Breeding Location:
Mountains
Breeding Type:
Monogamous, Pairs
Breeding Population:
Fairly common
Egg Color:
White to blue green with brown and black marks
Number of Eggs:
4 - 7
Incubation Days:
10 - 16
Egg Incubator:
Female
Nest Material:
Grass and moss with lining of hair, feathers, and soft grasses.
Migration:
Migratory
Recommended Products:
General
Snow Bunting: Medium-sized, strikingly white sparrow with black back, central tail, and wing tips. Female is duller, has a red-brown rump, and shows red-brown and gray streaking on head and back. Winter adult and juvenile are duller with brown wash on back, sides, and head.
Range and Habitat
Snow Bunting: Breeds from Aleutians, northern Alaska and Arctic islands south to northern Quebec. Spends winters regularly across southern Canada and upper tier of states to Oregon and Pennsylvania; also found in Eurasia. Nests on high mountain tops.
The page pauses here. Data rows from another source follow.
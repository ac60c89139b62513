use schemars::schema_for;

use crate::config::Config;
use crate::record::OwnershipRecord;

#[derive(Debug, Clone, Copy, Default, clap::ValueEnum)]
pub enum SchemaTarget {
    /// The shared ownership record
    #[default]
    Record,
    /// handshake.toml
    Config,
}

/// Print the JSON Schema for the ownership record or the config file to stdout.
pub fn run_schema(target: SchemaTarget) -> anyhow::Result<()> {
    let schema = match target {
        SchemaTarget::Record => schema_for!(OwnershipRecord),
        SchemaTarget::Config => schema_for!(Config),
    };
    let json = serde_json::to_string_pretty(&schema)?;
    println!("{json}");
    Ok(())
}
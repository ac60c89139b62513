use std::fmt;
use std::str::FromStr;

use chrono::{DateTime, Duration, Utc};
use schemars::JsonSchema;
use serde::{Deserialize, Serialize};

/// Reason written into history entries for lease takeovers.
pub const REASON_TIMEOUT: &str = "timeout";

/// One of the two cooperating nodes.
///
/// Older records spell these `macbook` and `gcp_vm`; both spellings are read,
/// only `local` and `remote` are written.
#[derive(
    Debug,
    Clone,
    Copy,
    PartialEq,
    Eq,
    Hash,
    PartialOrd,
    Ord,
    Serialize,
    Deserialize,
    JsonSchema,
    clap::ValueEnum,
)]
#[serde(rename_all = "lowercase")]
pub enum NodeId {
    #[serde(alias = "macbook")]
    #[value(alias = "macbook")]
    Local,
    #[serde(alias = "gcp_vm")]
    #[value(alias = "gcp_vm")]
    Remote,
}

impl NodeId {
    pub const fn as_str(self) -> &'static str {
        match self {
            Self::Local => "local",
            Self::Remote => "remote",
        }
    }

    /// The other node.
    pub const fn peer(self) -> Self {
        match self {
            Self::Local => Self::Remote,
            Self::Remote => Self::Local,
        }
    }
}

impl fmt::Display for NodeId {
    fn fmt(&self, f: &mut fmt::Formatter<'_>) -> fmt::Result {
        f.pad(self.as_str())
    }
}

#[derive(Debug, Clone, PartialEq, Eq, thiserror::Error)]
#[error("unknown node {0:?} (expected local or remote)")]
pub struct UnknownNode(pub String);

impl FromStr for NodeId {
    type Err = UnknownNode;

    fn from_str(s: &str) -> Result<Self, Self::Err> {
        match s.trim().to_ascii_lowercase().as_str() {
            "local" | "macbook" => Ok(Self::Local),
            "remote" | "gcp_vm" => Ok(Self::Remote),
            _ => Err(UnknownNode(s.to_string())),
        }
    }
}

/// Last-known liveness of a node.
#[derive(Debug, Clone, Copy, Default, PartialEq, Eq, Serialize, Deserialize, JsonSchema)]
#[serde(rename_all = "lowercase")]
pub enum Health {
    Online,
    Offline,
    #[default]
    Unknown,
}

impl Health {
    pub const fn as_str(self) -> &'static str {
        match self {
            Self::Online => "online",
            Self::Offline => "offline",
            Self::Unknown => "unknown",
        }
    }
}

/// Per-node health, keyed by node name.
#[derive(Debug, Clone, Copy, Default, PartialEq, Eq, Serialize, Deserialize, JsonSchema)]
pub struct HealthMap {
    #[serde(default, alias = "macbook")]
    pub local: Health,
    #[serde(default, alias = "gcp_vm")]
    pub remote: Health,
}

impl HealthMap {
    pub const fn get(&self, node: NodeId) -> Health {
        match node {
            NodeId::Local => self.local,
            NodeId::Remote => self.remote,
        }
    }

    pub const fn set(&mut self, node: NodeId, health: Health) {
        match node {
            NodeId::Local => self.local = health,
            NodeId::Remote => self.remote = health,
        }
    }
}

/// Audit entry appended whenever `active_node` changes.
#[derive(Debug, Clone, PartialEq, Eq, Serialize, Deserialize, JsonSchema)]
pub struct TransferRecord {
    #[serde(rename = "from")]
    pub from_node: NodeId,
    #[serde(rename = "to")]
    pub to_node: NodeId,
    #[serde(with = "timestamp")]
    #[schemars(with = "String")]
    pub timestamp: DateTime<Utc>,
    pub reason: String,
}

/// The shared ownership record both nodes read before doing guarded work.
#[derive(Debug, Clone, PartialEq, Serialize, Deserialize, JsonSchema)]
pub struct OwnershipRecord {
    pub active_node: NodeId,
    #[serde(with = "timestamp")]
    #[schemars(with = "String")]
    pub last_heartbeat: DateTime<Utc>,
    /// Reserved for cooperative handover. Round-tripped, never consulted.
    #[serde(default)]
    pub pending_handover: bool,
    #[serde(default)]
    pub node_history: Vec<TransferRecord>,
    #[serde(default)]
    pub health: HealthMap,
    /// Lease timeout the current owner was configured with.
    #[serde(default, skip_serializing_if = "Option::is_none")]
    pub failover_threshold_seconds: Option<u64>,
    /// Fields written by other tools sharing this file.
    #[serde(flatten)]
    #[schemars(skip)]
    pub extra: serde_json::Map<String, serde_json::Value>,
}

#[derive(Debug, thiserror::Error)]
pub enum RecordError {
    #[error("malformed ownership record: {0}")]
    Parse(#[from] serde_json::Error),

    #[error("invalid ownership record: {0}")]
    Invalid(String),
}

impl OwnershipRecord {
    /// Default record for a deployment that has never claimed: `local` owns,
    /// nobody has been seen yet.
    ///
    /// The heartbeat is a provisional lease, not proof that `local` is alive;
    /// `health.local` stays `unknown` until `local` itself claims. When
    /// `remote` writes this record it simply starts the clock on a takeover.
    pub fn initial(now: DateTime<Utc>) -> Self {
        Self {
            active_node: NodeId::Local,
            last_heartbeat: now,
            pending_handover: false,
            node_history: Vec::new(),
            health: HealthMap::default(),
            failover_threshold_seconds: None,
            extra: serde_json::Map::new(),
        }
    }

    /// Parse and validate stored bytes.
    pub fn parse(bytes: &[u8]) -> Result<Self, RecordError> {
        let record: Self = serde_json::from_slice(bytes)?;
        record.validate()?;
        Ok(record)
    }

    /// Serialize the way it is stored: pretty JSON with a trailing newline.
    pub fn to_json_bytes(&self) -> serde_json::Result<Vec<u8>> {
        let mut out = serde_json::to_vec_pretty(self)?;
        out.push(b'\n');
        Ok(out)
    }

    pub fn validate(&self) -> Result<(), RecordError> {
        for (i, entry) in self.node_history.iter().enumerate() {
            if entry.from_node == entry.to_node {
                return Err(RecordError::Invalid(format!(
                    "node_history[{i}] transfers {} to itself",
                    entry.from_node
                )));
            }
            if entry.reason.trim().is_empty() {
                return Err(RecordError::Invalid(format!(
                    "node_history[{i}] has an empty reason"
                )));
            }
        }
        Ok(())
    }

    /// Time since the last heartbeat. Negative when the writer's clock ran ahead.
    pub fn heartbeat_age(&self, now: DateTime<Utc>) -> Duration {
        now.signed_duration_since(self.last_heartbeat)
    }

    pub fn is_stale(&self, now: DateTime<Utc>, timeout: Duration) -> bool {
        self.heartbeat_age(now) > timeout
    }

    /// Refresh the owner's heartbeat. Never moves the heartbeat backwards.
    pub fn renew(&mut self, node: NodeId, now: DateTime<Utc>) {
        if now > self.last_heartbeat {
            self.last_heartbeat = now;
        }
        self.health.set(node, Health::Online);
    }

    /// Hand the lease to `to` and log the transfer.
    pub fn transfer_to(&mut self, to: NodeId, now: DateTime<Utc>, reason: &str) {
        let from = self.active_node;
        self.active_node = to;
        self.last_heartbeat = now;
        self.health.set(from, Health::Offline);
        self.health.set(to, Health::Online);
        self.node_history.push(TransferRecord {
            from_node: from,
            to_node: to,
            timestamp: now,
            reason: reason.to_string(),
        });
    }
}

/// RFC 3339 on write; RFC 3339 or offset-less ISO-8601 (taken as UTC) on read.
pub mod timestamp {
    use chrono::{DateTime, NaiveDateTime, SecondsFormat, Utc};
    use serde::{Deserialize, Deserializer, Serializer};

    const NAIVE_FORMATS: &[&str] = &["%Y-%m-%dT%H:%M:%S%.f", "%Y-%m-%d %H:%M:%S%.f"];

    pub fn format(ts: &DateTime<Utc>) -> String {
        ts.to_rfc3339_opts(SecondsFormat::AutoSi, true)
    }

    pub fn parse(s: &str) -> Option<DateTime<Utc>> {
        if let Ok(ts) = DateTime::parse_from_rfc3339(s) {
            return Some(ts.with_timezone(&Utc));
        }
        NAIVE_FORMATS
            .iter()
            .find_map(|fmt| NaiveDateTime::parse_from_str(s, fmt).ok())
            .map(|naive| naive.and_utc())
    }

    pub fn serialize<S: Serializer>(ts: &DateTime<Utc>, serializer: S) -> Result<S::Ok, S::Error> {
        serializer.serialize_str(&format(ts))
    }

    pub fn deserialize<'de, D: Deserializer<'de>>(deserializer: D) -> Result<DateTime<Utc>, D::Error> {
        let raw = String::deserialize(deserializer)?;
        parse(&raw).ok_or_else(|| serde::de::Error::custom(format!("invalid timestamp {raw:?}")))
    }
}
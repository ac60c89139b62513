//! Persistence for the shared ownership record.
//!
//! Every store exposes a version-checked write so a claim is a
//! read / decide / compare-and-swap cycle rather than a blind overwrite.
//! Versions are ETag-like: a SHA-256 of the stored bytes.

use std::fs::{self, File, OpenOptions};
use std::io::{self, Write};
use std::path::{Path, PathBuf};
use std::sync::{Mutex, PoisonError};
use std::time::{Duration, Instant};

use sha2::{Digest, Sha256};

use crate::record::OwnershipRecord;

/// Identity of the stored bytes at the time they were read.
#[derive(Debug, Clone, PartialEq, Eq)]
pub enum Version {
    /// Nothing stored yet.
    Absent,
    /// Something is stored but could not be read at all.
    Unreadable,
    Digest(String),
}

impl Version {
    pub fn of(bytes: &[u8]) -> Self {
        let mut hasher = Sha256::new();
        hasher.update(bytes);
        Self::Digest(format!("{:x}", hasher.finalize()))
    }
}

/// Result of reading the store.
#[derive(Debug, Clone)]
pub enum Loaded {
    Missing,
    Corrupt { reason: String, version: Version },
    Present {
        record: OwnershipRecord,
        version: Version,
    },
}

impl Loaded {
    pub fn version(&self) -> Version {
        match self {
            Self::Missing => Version::Absent,
            Self::Corrupt { version, .. } | Self::Present { version, .. } => version.clone(),
        }
    }

    fn from_bytes(bytes: &[u8]) -> Self {
        let version = Version::of(bytes);
        match OwnershipRecord::parse(bytes) {
            Ok(record) => Self::Present { record, version },
            Err(e) => Self::Corrupt {
                reason: e.to_string(),
                version,
            },
        }
    }
}

#[derive(Debug, Clone, Copy, PartialEq, Eq)]
pub enum Swap {
    Applied,
    /// Someone else wrote since the expected version was read.
    Conflict,
}

#[derive(Debug, thiserror::Error)]
pub enum StoreError {
    #[error("writing {}: {source}", path.display())]
    Write { path: PathBuf, source: io::Error },

    #[error("lock {} still held after {waited_ms}ms", path.display())]
    LockTimeout { path: PathBuf, waited_ms: u128 },

    #[error("encoding ownership record: {0}")]
    Encode(#[from] serde_json::Error),
}

/// Where the ownership record lives.
pub trait OwnershipStore {
    /// Read the current record. Unreadable or unparsable content is reported
    /// as [`Loaded::Corrupt`], not as an error.
    fn load(&self) -> Result<Loaded, StoreError>;

    /// Write `record` only if the stored version still equals `expected`.
    fn compare_and_swap(&self, expected: &Version, record: &OwnershipRecord)
    -> Result<Swap, StoreError>;

    /// Human-readable location, for logs.
    fn describe(&self) -> String;
}

impl<T: OwnershipStore + ?Sized> OwnershipStore for &T {
    fn load(&self) -> Result<Loaded, StoreError> {
        (**self).load()
    }

    fn compare_and_swap(
        &self,
        expected: &Version,
        record: &OwnershipRecord,
    ) -> Result<Swap, StoreError> {
        (**self).compare_and_swap(expected, record)
    }

    fn describe(&self) -> String {
        (**self).describe()
    }
}

/// JSON file on a path both nodes can reach (synced folder, network mount).
///
/// Writes happen under `<file>.lock`, created exclusively, and land via
/// temp file + rename so readers never observe a partial record.
#[derive(Debug, Clone)]
pub struct FileStore {
    path: PathBuf,
    lock_timeout: Duration,
    stale_lock_after: Duration,
}

impl FileStore {
    pub fn new(path: impl Into<PathBuf>) -> Self {
        Self {
            path: path.into(),
            lock_timeout: Duration::from_secs(5),
            stale_lock_after: Duration::from_secs(30),
        }
    }

    /// How long to wait for the lock, and when a leftover lock counts as abandoned.
    #[must_use]
    pub const fn with_lock_settings(mut self, timeout: Duration, stale_after: Duration) -> Self {
        self.lock_timeout = timeout;
        self.stale_lock_after = stale_after;
        self
    }

    pub fn path(&self) -> &Path {
        &self.path
    }

    pub fn lock_path(&self) -> PathBuf {
        sibling(&self.path, "lock")
    }

    fn read_current(&self) -> Loaded {
        match fs::read(&self.path) {
            Ok(bytes) => Loaded::from_bytes(&bytes),
            Err(e) if e.kind() == io::ErrorKind::NotFound => Loaded::Missing,
            Err(e) => Loaded::Corrupt {
                reason: format!("reading {}: {e}", self.path.display()),
                version: Version::Unreadable,
            },
        }
    }

    fn acquire_lock(&self) -> Result<LockGuard, StoreError> {
        let lock_path = self.lock_path();
        let start = Instant::now();
        loop {
            match OpenOptions::new()
                .write(true)
                .create_new(true)
                .open(&lock_path)
            {
                Ok(mut file) => {
                    let token = lock_token();
                    if let Err(source) = file.write_all(token.as_bytes()).and_then(|()| file.sync_all()) {
                        let _ = fs::remove_file(&lock_path);
                        return Err(StoreError::Write {
                            path: lock_path,
                            source,
                        });
                    }
                    return Ok(LockGuard {
                        path: lock_path,
                        token,
                    });
                }
                Err(e) if e.kind() == io::ErrorKind::AlreadyExists => {
                    if let Some(observed) = self.abandoned_token(&lock_path) {
                        if break_lock(&lock_path, &observed) {
                            continue;
                        }
                    }
                }
                Err(e) if e.kind() == io::ErrorKind::NotFound => {
                    let dir = lock_path.parent().unwrap_or_else(|| Path::new("."));
                    fs::create_dir_all(dir).map_err(|source| StoreError::Write {
                        path: dir.to_path_buf(),
                        source,
                    })?;
                    continue;
                }
                Err(source) => {
                    return Err(StoreError::Write {
                        path: lock_path,
                        source,
                    });
                }
            }

            if start.elapsed() >= self.lock_timeout {
                return Err(StoreError::LockTimeout {
                    path: lock_path,
                    waited_ms: start.elapsed().as_millis(),
                });
            }
            std::thread::sleep(Duration::from_millis(25));
        }
    }

    /// Token of the lock at `lock_path` if it is older than `stale_lock_after`.
    ///
    /// Contents are read before the mtime: if the lock is replaced in between,
    /// the fresh mtime wins and nothing is broken.
    fn abandoned_token(&self, lock_path: &Path) -> Option<String> {
        let token = fs::read_to_string(lock_path).ok()?;
        let age = fs::metadata(lock_path)
            .and_then(|m| m.modified())
            .ok()?
            .elapsed()
            .ok()?;
        (age > self.stale_lock_after).then_some(token)
    }

    fn write_atomic(&self, bytes: &[u8]) -> io::Result<()> {
        if let Some(dir) = self.path.parent() {
            if !dir.as_os_str().is_empty() {
                fs::create_dir_all(dir)?;
            }
        }
        let tmp = sibling(&self.path, &format!("{}.tmp", std::process::id()));
        let result = File::create(&tmp)
            .and_then(|mut f| {
                f.write_all(bytes)?;
                f.sync_all()
            })
            .and_then(|()| fs::rename(&tmp, &self.path));
        if result.is_err() {
            let _ = fs::remove_file(&tmp);
        }
        result
    }
}

impl OwnershipStore for FileStore {
    fn load(&self) -> Result<Loaded, StoreError> {
        Ok(self.read_current())
    }

    fn compare_and_swap(
        &self,
        expected: &Version,
        record: &OwnershipRecord,
    ) -> Result<Swap, StoreError> {
        let bytes = record.to_json_bytes()?;
        let _lock = self.acquire_lock()?;

        if self.read_current().version() != *expected {
            return Ok(Swap::Conflict);
        }

        self.write_atomic(&bytes).map_err(|source| StoreError::Write {
            path: self.path.clone(),
            source,
        })?;
        Ok(Swap::Applied)
    }

    fn describe(&self) -> String {
        self.path.display().to_string()
    }
}

/// Removes the lock file when the write is done, including on error paths.
/// A lock that no longer carries our token belongs to someone else and is left alone.
struct LockGuard {
    path: PathBuf,
    token: String,
}

impl Drop for LockGuard {
    fn drop(&mut self) {
        match fs::read_to_string(&self.path) {
            Ok(held) if held == self.token => {
                if let Err(e) = fs::remove_file(&self.path) {
                    tracing::warn!(lock = %self.path.display(), "failed to release lock: {e}");
                }
            }
            Ok(_) => {
                tracing::warn!(lock = %self.path.display(), "lock was taken over while held, leaving it");
            }
            Err(e) => {
                tracing::warn!(lock = %self.path.display(), "lock vanished while held: {e}");
            }
        }
    }
}

/// `<pid> <random>`: unique per acquisition, so a holder can tell its lock
/// from a successor's.
fn lock_token() -> String {
    format!("{} {:016x}\n", std::process::id(), rand::random::<u64>())
}

/// Break the abandoned lock whose contents were `observed`.
///
/// The lock is first renamed to a private name, so only one breaker can win
/// it. If what was renamed is not the abandoned lock (it was re-acquired after
/// the staleness check), it is linked back into place. Returns whether the
/// abandoned lock is gone.
fn break_lock(lock_path: &Path, observed: &str) -> bool {
    let claimed = sibling(
        lock_path,
        &format!("{}.{:08x}.stale", std::process::id(), rand::random::<u32>()),
    );
    if fs::rename(lock_path, &claimed).is_err() {
        // Another writer broke or released it first.
        return false;
    }

    let taken = fs::read_to_string(&claimed).unwrap_or_default();
    if taken == observed {
        tracing::warn!(lock = %lock_path.display(), "breaking abandoned lock");
        let _ = fs::remove_file(&claimed);
        return true;
    }

    if let Err(e) = fs::hard_link(&claimed, lock_path) {
        tracing::warn!(lock = %lock_path.display(), "could not restore a live lock taken by mistake: {e}");
    }
    let _ = fs::remove_file(&claimed);
    false
}

/// `state.json` -> `state.json.<suffix>`
fn sibling(path: &Path, suffix: &str) -> PathBuf {
    let mut name = path.file_name().map(|n| n.to_os_string()).unwrap_or_default();
    name.push(".");
    name.push(suffix);
    path.with_file_name(name)
}

/// In-process store with the same compare-and-swap contract, for tests and
/// for embedding the coordinator without a shared filesystem.
#[derive(Debug, Default)]
pub struct MemoryStore {
    bytes: Mutex<Option<Vec<u8>>>,
}

impl MemoryStore {
    pub fn new() -> Self {
        Self::default()
    }

    pub fn with_bytes(bytes: impl Into<Vec<u8>>) -> Self {
        Self {
            bytes: Mutex::new(Some(bytes.into())),
        }
    }

    pub fn with_record(record: &OwnershipRecord) -> Result<Self, StoreError> {
        Ok(Self::with_bytes(record.to_json_bytes()?))
    }

    /// Raw stored bytes, if any.
    pub fn bytes(&self) -> Option<Vec<u8>> {
        self.bytes
            .lock()
            .unwrap_or_else(PoisonError::into_inner)
            .clone()
    }

    /// Replace the stored bytes without a version check, as a peer would.
    pub fn overwrite(&self, bytes: impl Into<Vec<u8>>) {
        *self.bytes.lock().unwrap_or_else(PoisonError::into_inner) = Some(bytes.into());
    }
}

impl OwnershipStore for MemoryStore {
    fn load(&self) -> Result<Loaded, StoreError> {
        Ok(self
            .bytes()
            .map_or(Loaded::Missing, |bytes| Loaded::from_bytes(&bytes)))
    }

    fn compare_and_swap(
        &self,
        expected: &Version,
        record: &OwnershipRecord,
    ) -> Result<Swap, StoreError> {
        let encoded = record.to_json_bytes()?;
        let mut slot = self.bytes.lock().unwrap_or_else(PoisonError::into_inner);
        let current = slot.as_deref().map_or(Version::Absent, Version::of);
        if current != *expected {
            return Ok(Swap::Conflict);
        }
        *slot = Some(encoded);
        Ok(Swap::Applied)
    }

    fn describe(&self) -> String {
        "memory".to_string()
    }
}
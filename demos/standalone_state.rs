//! State containers without feature composition.

use serde::{Deserialize, Serialize};
use serde_json::json;
use sigfold::{
    add_entity, get_state, patch_state, remove_entity, signal_store, with_entities, Action,
    EntityConfig, Event, SignalReducer, SignalState, StateChange, StateMap, StateUpdate,
    StoreError,
};

#[derive(Debug, Serialize, Deserialize)]
struct Profile {
    name: String,
    visits: u32,
}

fn todo_reducer(state: &StateMap, action: &Action) -> Result<StateChange, StoreError> {
    if !action.is("toggleAll") {
        return Ok(StateChange::Unchanged);
    }
    let done = !state["allDone"].as_bool().unwrap_or(false);
    Ok(StateChange::update(move |mut state| {
        state.insert("allDone".into(), json!(done));
        state
    }))
}

fn main() -> Result<(), Box<dyn std::error::Error>> {
    let profile = SignalState::new(Profile {
        name: "ada".into(),
        visits: 0,
    })?;
    let visits = profile.signal("visits");
    for _ in 0..3 {
        patch_state(
            &profile,
            vec![StateUpdate::updater(|s| {
                json!({"visits": s["visits"].as_u64().unwrap_or(0) + 1})
            })],
        )?;
    }
    println!("visits signal = {}", visits.read());
    println!("profile = {:?}", profile.state_as::<Profile>()?);

    let todos = SignalReducer::new(todo_reducer, json!({"allDone": false}))?;
    todos.dispatch(Event::new("toggleAll", json!(null)))?;
    println!("allDone = {}", get_state(&todos)["allDone"]);

    let config = EntityConfig::new().collection("todo");
    let store = signal_store([with_entities(config.clone())])?;
    store.patch(vec![
        add_entity(&config, json!({"id": 1, "text": "write docs"})),
        add_entity(&config, json!({"id": 2, "text": "ship"})),
    ])?;
    store.patch(vec![remove_entity(&config, json!(1))])?;
    println!("todos = {}", store.get("todoEntities")?);
    Ok(())
}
During the winter stays on sandy and shingle coasts, salt marsh, and rough coastal fields.
Breeding and Nesting
Snow Bunting: Four to seven white to blue green eggs with brown and black markings are laid in a nest made of grass and moss, lined with fine grass and feathers, and built under a grassy tussock, in a rocky crevice, on a building, empty oil barrel, or other artificial structure. Incubation ranges from 10 to 16 days and is carried out by the female.
Foraging and Feeding
Snow Bunting: Eats seeds and insects in summer. During winter, gleans ground and snow for seeds.
Readily Eats
Safflower, Apple Slices, Suet, Millet, Peanut Kernels, Fruit
Vocalization
Snow Bunting: Song is a musical, high-pitched "chi-chi-churee." Call is a whistled "tew."
Similar Species
Snow Bunting: McKay's Bunting has a white back.